Saturday, May 20, 2023

The Metric System on This Day in History

 

This day in history: The Metre Convention was held on this day in 1875. The Metre Convention was held to move the world towards a metric system of measurements.

The metric system is a system of measurement developed during the French Revolution's anti-religious Cult of Reason and based on permanent natural standards rather than on royal decrees. Joseph-Louis Lagrange headed the Revolutionary weights-and-measures committee that developed it and set its initial definitions.
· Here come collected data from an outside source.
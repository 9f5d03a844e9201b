//! Slow-path (X.224/MCS framed) processing during the active stage.

use sablerdp_connector::{decode_send_data_indication, decode_share_control, encode_share_data};
use sablerdp_core::WriteBuf;
use sablerdp_pdu::geometry::InclusiveRectangle;
use sablerdp_pdu::mcs::{self, DisconnectReason};
use sablerdp_pdu::rdp::headers::{ShareControlPdu, ShareDataPdu};
use sablerdp_pdu::update::ShareUpdate;
use sablerdp_pdu::x224::X224;

use crate::surface::DisplaySurface;
use crate::{session_reason_err, SessionErrorExt as _, SessionResult};

/// What a processed slow-path frame produced.
#[derive(Debug, Clone, PartialEq)]
pub enum X224Output {
    /// Part of the surface changed.
    GraphicsUpdate(InclusiveRectangle),
    /// The server ended the session.
    Disconnected(DisconnectReason),
    /// The server deactivated the share; a new capability exchange follows.
    DeactivateAll,
    Nothing,
}

pub struct Processor {
    user_channel_id: u16,
    io_channel_id: u16,
    share_id: u32,
    joined_channel_ids: Vec<u16>,
}

pub struct ProcessorBuilder {
    pub user_channel_id: u16,
    pub io_channel_id: u16,
    pub share_id: u32,
    pub joined_channel_ids: Vec<u16>,
}

impl ProcessorBuilder {
    pub fn build(self) -> Processor {
        Processor {
            user_channel_id: self.user_channel_id,
            io_channel_id: self.io_channel_id,
            share_id: self.share_id,
            joined_channel_ids: self.joined_channel_ids,
        }
    }
}

impl Processor {
    /// Processes one X.224-framed frame against the surface, possibly
    /// producing a response in `output`.
    pub fn process(
        &mut self,
        surface: &mut DisplaySurface,
        frame: &[u8],
        output: &mut WriteBuf,
    ) -> SessionResult<X224Output> {
        // A Disconnect Provider Ultimatum arrives on the MCS layer itself.
        if let Ok(message) = sablerdp_core::decode::<X224<mcs::McsMessage<'_>>>(frame) {
            if let mcs::McsMessage::DisconnectProviderUltimatum(ultimatum) = message.0 {
                info!(reason = ultimatum.reason.description(), "Server disconnected");
                return Ok(X224Output::Disconnected(ultimatum.reason));
            }
        }

        let indication =
            decode_send_data_indication(frame).map_err(|e| crate::SessionError::custom("activeStage", e))?;

        let channel_id = indication.channel_id;
        if !self.joined_channel_ids.contains(&channel_id) {
            return Err(session_reason_err!(
                "activeStage",
                "Send Data Indication on channel {channel_id}, which was never joined",
            ));
        }

        if channel_id != self.io_channel_id {
            // Joined but unused virtual channel traffic.
            debug!(channel_id, "Ignoring traffic on a non-I/O channel");
            return Ok(X224Output::Nothing);
        }

        let share_control =
            decode_share_control(indication).map_err(|e| crate::SessionError::custom("activeStage", e))?;

        match share_control.share_control_pdu {
            ShareControlPdu::Data(header) => self.process_share_data(surface, header.share_data_pdu, output),
            ShareControlPdu::ServerDeactivateAll => Ok(X224Output::DeactivateAll),
            other => Err(session_reason_err!(
                "activeStage",
                "unexpected share control PDU: {:?}",
                other.share_header_type(),
            )),
        }
    }

    fn process_share_data(
        &mut self,
        surface: &mut DisplaySurface,
        pdu: ShareDataPdu,
        output: &mut WriteBuf,
    ) -> SessionResult<X224Output> {
        match pdu {
            ShareDataPdu::Update(ShareUpdate::Bitmap(update)) => {
                let mut update_rectangle: Option<InclusiveRectangle> = None;
                let mut decode_buffer = Vec::new();

                for rectangle in &update.rectangles {
                    if rectangle
                        .compression_flags
                        .contains(sablerdp_pdu::bitmap::Compression::BITMAP_COMPRESSION)
                    {
                        match sablerdp_graphics::rle::decompress(
                            &rectangle.bitmap_data,
                            &mut decode_buffer,
                            usize::from(rectangle.width),
                            usize::from(rectangle.height),
                            usize::from(rectangle.bits_per_pixel),
                        ) {
                            Ok(format) => {
                                surface.apply_decompressed_bitmap(&rectangle.rectangle, format, &decode_buffer);
                            }
                            Err(error) => {
                                warn!(%error, "Invalid RLE-compressed bitmap; skipping the rectangle");
                                continue;
                            }
                        }
                    } else {
                        surface.apply_bitmap(&rectangle.rectangle, rectangle.bits_per_pixel, &rectangle.bitmap_data);
                    }

                    update_rectangle = Some(match update_rectangle {
                        Some(current) => current.union(&rectangle.rectangle),
                        None => rectangle.rectangle.clone(),
                    });
                }

                Ok(match update_rectangle {
                    Some(rectangle) => X224Output::GraphicsUpdate(rectangle),
                    None => X224Output::Nothing,
                })
            }
            ShareDataPdu::Update(_) => Ok(X224Output::Nothing),
            ShareDataPdu::Input(input_pdu) => {
                // Server-originated input (keyboard LED synchronize); noted
                // and acknowledged by continuing.
                debug!(events = input_pdu.0.len(), "Server input event");
                Ok(X224Output::Nothing)
            }
            ShareDataPdu::SetKeyboardIndicators(_) => Ok(X224Output::Nothing),
            ShareDataPdu::SaveSessionInfo(_) => {
                debug!("Logon notification received");
                Ok(X224Output::Nothing)
            }
            ShareDataPdu::ServerSetErrorInfo(pdu) => {
                if pdu.0.is_error() {
                    Err(session_reason_err!("activeStage", "{}", pdu.0.description()))
                } else {
                    Ok(X224Output::Nothing)
                }
            }
            ShareDataPdu::ShutdownDenied => {
                // The server refused a graceful shutdown; answer with the
                // provider ultimatum as mstsc does.
                debug!("Server denied the shutdown request");

                let ultimatum = mcs::DisconnectProviderUltimatum::from_reason(DisconnectReason::UserRequested);
                sablerdp_core::encode_buf(&X224(ultimatum), output).map_err(crate::SessionError::encode)?;

                Ok(X224Output::Nothing)
            }
            other => {
                debug!(pdu_type = ?other.share_header_type(), "Ignoring share data PDU");
                Ok(X224Output::Nothing)
            }
        }
    }

    /// Encodes an input event PDU for the I/O channel.
    pub fn encode_input_events(
        &self,
        events: Vec<sablerdp_pdu::input::InputEvent>,
        output: &mut WriteBuf,
    ) -> SessionResult<usize> {
        encode_share_data(
            self.user_channel_id,
            self.io_channel_id,
            self.share_id,
            ShareDataPdu::Input(sablerdp_pdu::input::InputEventPdu(events)),
            output,
        )
        .map_err(|e| crate::SessionError::custom("encodeInput", e))
    }

    /// Encodes an arbitrary share data PDU for the I/O channel.
    pub fn encode_share_data(&self, pdu: ShareDataPdu, output: &mut WriteBuf) -> SessionResult<usize> {
        encode_share_data(self.user_channel_id, self.io_channel_id, self.share_id, pdu, output)
            .map_err(|e| crate::SessionError::custom("encodeShareData", e))
    }
}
Because of its background and rationale behind its existence, the metric system is an embodiment of leftist and globalist values.

Traditional systems of measurement all used standard lengths of parts of the human body, or standard distances that a human might walk; as humans differ in size, the standards would frequently change when a new king was crowned, and units based off the main standard would differ (for example, a foot consists of 12 inches, but a yard consists of three feet). The metric system, by contrast, initially (though inaccurately) used the Earth itself as the ultimate standard, but all units off the main standard differ by a factor of 10.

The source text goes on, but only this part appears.